Platelet aggregation may not be a prerequisite for collagen-stimulated platelet generation of nitric oxide.

作者信息

Smith C C, Stanyer L, Cooper M B, Betteridge D J

机构信息

Department of Medicine, Royal Free and University College Medical School, Sir Jules Thorn Institute, Middlesex Hospital, Mortimer Street, London, UK.

出版信息

Biochim Biophys Acta. 1999 Dec 27;1473(2-3):286-92. doi: 10.1016/s0304-4165(99)00202-0.

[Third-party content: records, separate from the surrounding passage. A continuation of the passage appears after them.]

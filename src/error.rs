//! Error types for the PDF stream patch library

use std::path::PathBuf;
use thiserror::Error;

/// Result type alias using our Error type
pub type Result<T> = std::result::Result<T, Error>;

/// Main error type for the PDF stream patch library
#[derive(Error, Debug)]
pub enum Error {
    /// No decodable FlateDecode stream contained the target text
    #[error("String not found")]
    NotFound,

    /// The recompressed stream is larger than the original
    #[error(
        "Replacement would change stream size: stream at offset {offset} is {original_len} bytes, \
         recompressed form needs {replacement_len}"
    )]
    SizeExceeded {
        offset: usize,
        original_len: usize,
        replacement_len: usize,
    },

    /// The leftover space cannot be filled with whole empty stored blocks
    #[error(
        "Replacement would change stream size: {shortfall} spare bytes in stream at offset {offset} \
         are not a multiple of 5"
    )]
    PaddingMismatch { offset: usize, shortfall: usize },

    /// Stream data is not valid zlib/deflate
    #[error("Decode error: {0}")]
    Decode(String),

    /// The deflate encoder failed while recompressing a stream
    #[error("Encode error: {0}")]
    Encode(String),

    /// File not found
    #[error("File not found: {}", .0.display())]
    FileNotFound(PathBuf),

    /// IO error
    #[error("IO error: {0}")]
    Io(#[from] std::io::Error),
}

impl Error {
    /// Process status code for this error
    ///
    /// `1` when the text was not found (or the run failed for another reason),
    /// `2` when a stream could not be made to fit its original size.
    pub fn exit_code(&self) -> i32 {
        match self {
            Error::SizeExceeded { .. } | Error::PaddingMismatch { .. } => 2,
            _ => 1,
        }
    }

    /// Whether this error aborts a whole-file operation when hit on one stream
    pub fn is_fatal(&self) -> bool {
        matches!(self, Error::SizeExceeded { .. } | Error::PaddingMismatch { .. })
    }
}
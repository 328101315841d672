//! Payload normalization into validated `Reading`s

use super::payload::{Payload, PayloadValue};
use chrono::{DateTime, NaiveDate, NaiveDateTime, Utc};
use serde::{Deserialize, Serialize};

/// Accepted spellings per field, preferred spelling first
pub const MACHINE_ID_KEYS: [&str; 2] = ["machineId", "maschinenId"];
pub const SENSOR_INDEX_KEYS: [&str; 2] = ["scrapIndex", "scrapeIndex"];
pub const VALUE_KEYS: [&str; 2] = ["value", "wert"];
pub const TIMESTAMP_KEYS: [&str; 2] = ["timestamp", "zeitstempel"];

const OFFSET_FORMATS: [&str; 2] = ["%Y-%m-%dT%H:%M:%S%.f%:z", "%Y-%m-%d %H:%M:%S%.f%:z"];
const NAIVE_FORMATS: [&str; 2] = ["%Y-%m-%dT%H:%M:%S%.f", "%Y-%m-%d %H:%M:%S%.f"];

/// One validated sensor data point
#[derive(Debug, Clone, PartialEq, Serialize, Deserialize)]
pub struct Reading {
    pub machine_id: String,
    pub sensor_index: i64,
    pub value: f64,
    pub timestamp: DateTime<Utc>,
}

#[derive(Debug, Clone, PartialEq)]
pub enum IngestError {
    MalformedTimestamp(String),
    InvalidValue(String),
    InvalidMachineId(String),
    InvalidSensorIndex(String),
}

impl std::fmt::Display for IngestError {
    fn fmt(&self, f: &mut std::fmt::Formatter<'_>) -> std::fmt::Result {
        match self {
            IngestError::MalformedTimestamp(raw) => write!(f, "Malformed timestamp: {}", raw),
            IngestError::InvalidValue(raw) => write!(f, "Value is not numeric: {}", raw),
            IngestError::InvalidMachineId(raw) => write!(f, "Invalid machine id: {}", raw),
            IngestError::InvalidSensorIndex(raw) => write!(f, "Invalid sensor index: {}", raw),
        }
    }
}

impl std::error::Error for IngestError {}

impl Reading {
    /// Build a reading from a payload.
    ///
    /// Returns `Ok(None)` when machine id, sensor index or value is absent under
    /// both spellings. `now` is used when the payload carries no timestamp.
    pub fn from_payload(payload: &Payload, now: DateTime<Utc>) -> Result<Option<Self>, IngestError> {
        let (Some(machine), Some(index), Some(value)) = (
            payload.get_first(&MACHINE_ID_KEYS),
            payload.get_first(&SENSOR_INDEX_KEYS),
            payload.get_first(&VALUE_KEYS),
        ) else {
            return Ok(None);
        };

        let Some(machine_id) = machine_id_of(machine)? else {
            return Ok(None);
        };
        let sensor_index = sensor_index_of(index)?;
        let value = value_of(value)?;
        let timestamp = match payload.get_first(&TIMESTAMP_KEYS) {
            Some(raw) => timestamp_of(raw)?.unwrap_or(now),
            None => now,
        };

        Ok(Some(Self {
            machine_id,
            sensor_index,
            value,
            timestamp,
        }))
    }
}

fn describe(value: &PayloadValue) -> String {
    match value {
        PayloadValue::Text(s) => format!("{:?}", s),
        other => format!("{:?}", other),
    }
}

/// Empty ids are treated as missing
fn machine_id_of(value: &PayloadValue) -> Result<Option<String>, IngestError> {
    let id = match value {
        PayloadValue::Text(s) => s.trim().to_string(),
        PayloadValue::Int(i) => i.to_string(),
        other => return Err(IngestError::InvalidMachineId(describe(other))),
    };
    Ok((!id.is_empty()).then_some(id))
}

fn sensor_index_of(value: &PayloadValue) -> Result<i64, IngestError> {
    match value {
        PayloadValue::Int(i) => Ok(*i),
        PayloadValue::Float(f) if f.fract() == 0.0 && f.abs() < i64::MAX as f64 => Ok(*f as i64),
        PayloadValue::Text(s) => s
            .trim()
            .parse::<i64>()
            .map_err(|_| IngestError::InvalidSensorIndex(describe(value))),
        other => Err(IngestError::InvalidSensorIndex(describe(other))),
    }
}

fn value_of(value: &PayloadValue) -> Result<f64, IngestError> {
    let parsed = match value {
        PayloadValue::Int(i) => *i as f64,
        PayloadValue::Float(f) => *f,
        PayloadValue::Text(s) => s
            .trim()
            .parse::<f64>()
            .map_err(|_| IngestError::InvalidValue(describe(value)))?,
        other => return Err(IngestError::InvalidValue(describe(other))),
    };

    if parsed.is_finite() {
        Ok(parsed)
    } else {
        Err(IngestError::InvalidValue(describe(value)))
    }
}

/// `Ok(None)` for an empty string, which is treated as absent
fn timestamp_of(value: &PayloadValue) -> Result<Option<DateTime<Utc>>, IngestError> {
    match value {
        PayloadValue::Instant(instant) => Ok(Some(*instant)),
        PayloadValue::NaiveInstant(naive) => Ok(Some(naive.and_utc())),
        PayloadValue::Text(s) if s.trim().is_empty() => Ok(None),
        PayloadValue::Text(s) => parse_iso8601(s).map(Some),
        PayloadValue::Int(secs) => DateTime::from_timestamp(*secs, 0)
            .map(Some)
            .ok_or_else(|| IngestError::MalformedTimestamp(describe(value))),
        PayloadValue::Float(secs) if secs.is_finite() => {
            let whole = secs.floor();
            let nanos = ((secs - whole) * 1e9).round().min(999_999_999.0) as u32;
            DateTime::from_timestamp(whole as i64, nanos)
                .map(Some)
                .ok_or_else(|| IngestError::MalformedTimestamp(describe(value)))
        }
        other => Err(IngestError::MalformedTimestamp(describe(other))),
    }
}

/// Parse an ISO-8601 timestamp, accepting a trailing `Z` for UTC.
/// Strings without an offset are taken as UTC.
pub fn parse_iso8601(raw: &str) -> Result<DateTime<Utc>, IngestError> {
    let trimmed = raw.trim();
    let normalized = match trimmed.strip_suffix('Z').or_else(|| trimmed.strip_suffix('z')) {
        Some(stripped) => format!("{}+00:00", stripped),
        None => trimmed.to_string(),
    };

    for format in OFFSET_FORMATS {
        if let Ok(parsed) = DateTime::parse_from_str(&normalized, format) {
            return Ok(parsed.with_timezone(&Utc));
        }
    }

    for format in NAIVE_FORMATS {
        if let Ok(parsed) = NaiveDateTime::parse_from_str(&normalized, format) {
            return Ok(parsed.and_utc());
        }
    }

    if let Ok(date) = NaiveDate::parse_from_str(&normalized, "%Y-%m-%d") {
        if let Some(midnight) = date.and_hms_opt(0, 0, 0) {
            return Ok(midnight.and_utc());
        }
    }

    Err(IngestError::MalformedTimestamp(raw.to_string()))
}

DOI:10.1016/s0304-4165(99)00202-0
PMID:10594366
Abstract

By determining the sum of the supernatant concentrations of nitrite and nitrate the stimulated generation of nitric oxide (NO) by human washed platelets induced by a range of fibrillar collagen concentrations (0.0156-25 microg ml(-1)) was investigated. Platelet serotonin (5-hydroxytryptamine, 5-HT) efflux and platelet aggregation were also measured. Under resting conditions (0 microg ml(-1) collagen) platelet NO release was equivalent to 1.06+/-0.17 nmol per 10(8) platelets. Maximal NO release, equivalent to 2.1+/-0. 37 nmol per 10(8) platelets, was observed with only 0.0625 microg ml(-1) collagen (P<0.02, stimulated vs. resting release), higher collagen concentrations producing no further increases in platelet NO output. By contrast, maximal platelet aggregation and 5-HT efflux did not occur until collagen concentrations of 2.5 microg ml(-1) and 10-25 microg ml-1), respectively, had been achieved. L-NAME (1 mmol l(-1)) and L-NMMA (1 mmol l(-1)) inhibited stimulated platelet NO generation by 78+/-6% and 72%, respectively. Contrasting with fibrillar collagen, fibrillar beta-amyloid protein had no effect on platelet NO generation, or on 5-HT efflux or aggregation. These data perhaps indicate that NO generation by human platelets is stimulated by concentrations of fibrillar collagen insufficient to elicit an aggregatory response. Such a mechanism could operate in vivo to inhibit platelet aggregation which might otherwise be induced by low concentrations of circulating agonists.

摘要

通过测定亚硝酸盐和硝酸盐的上清液浓度总和,研究了一系列纤维状胶原蛋白浓度(0.0156 - 25微克/毫升)诱导的人洗涤血小板中一氧化氮(NO)的刺激生成情况。还测量了血小板血清素(5 - 羟色胺,5 - HT)流出和血小板聚集情况。在静息条件下(0微克/毫升胶原蛋白),血小板NO释放量相当于每10⁸个血小板1.06±0.17纳摩尔。仅在0.0625微克/毫升胶原蛋白时观察到最大NO释放量,相当于每10⁸个血小板2.1±0.37纳摩尔(P<0.02,刺激释放与静息释放相比),更高的胶原蛋白浓度未使血小板NO产量进一步增加。相比之下,分别直到胶原蛋白浓度达到2.5微克/毫升和10 - 25微克/毫升时才出现最大血小板聚集和5 - HT流出。L - NAME(1毫摩尔/升)和L - NMMA(1毫摩尔/升)分别抑制刺激的血小板NO生成78±6%和72%。与纤维状胶原蛋白不同,纤维状β - 淀粉样蛋白对血小板NO生成、5 - HT流出或聚集均无影响。这些数据可能表明,人血小板中NO的生成受到不足以引发聚集反应的纤维状胶原蛋白浓度的刺激。这种机制可能在体内发挥作用以抑制血小板聚集,否则血小板聚集可能由低浓度的循环激动剂诱导。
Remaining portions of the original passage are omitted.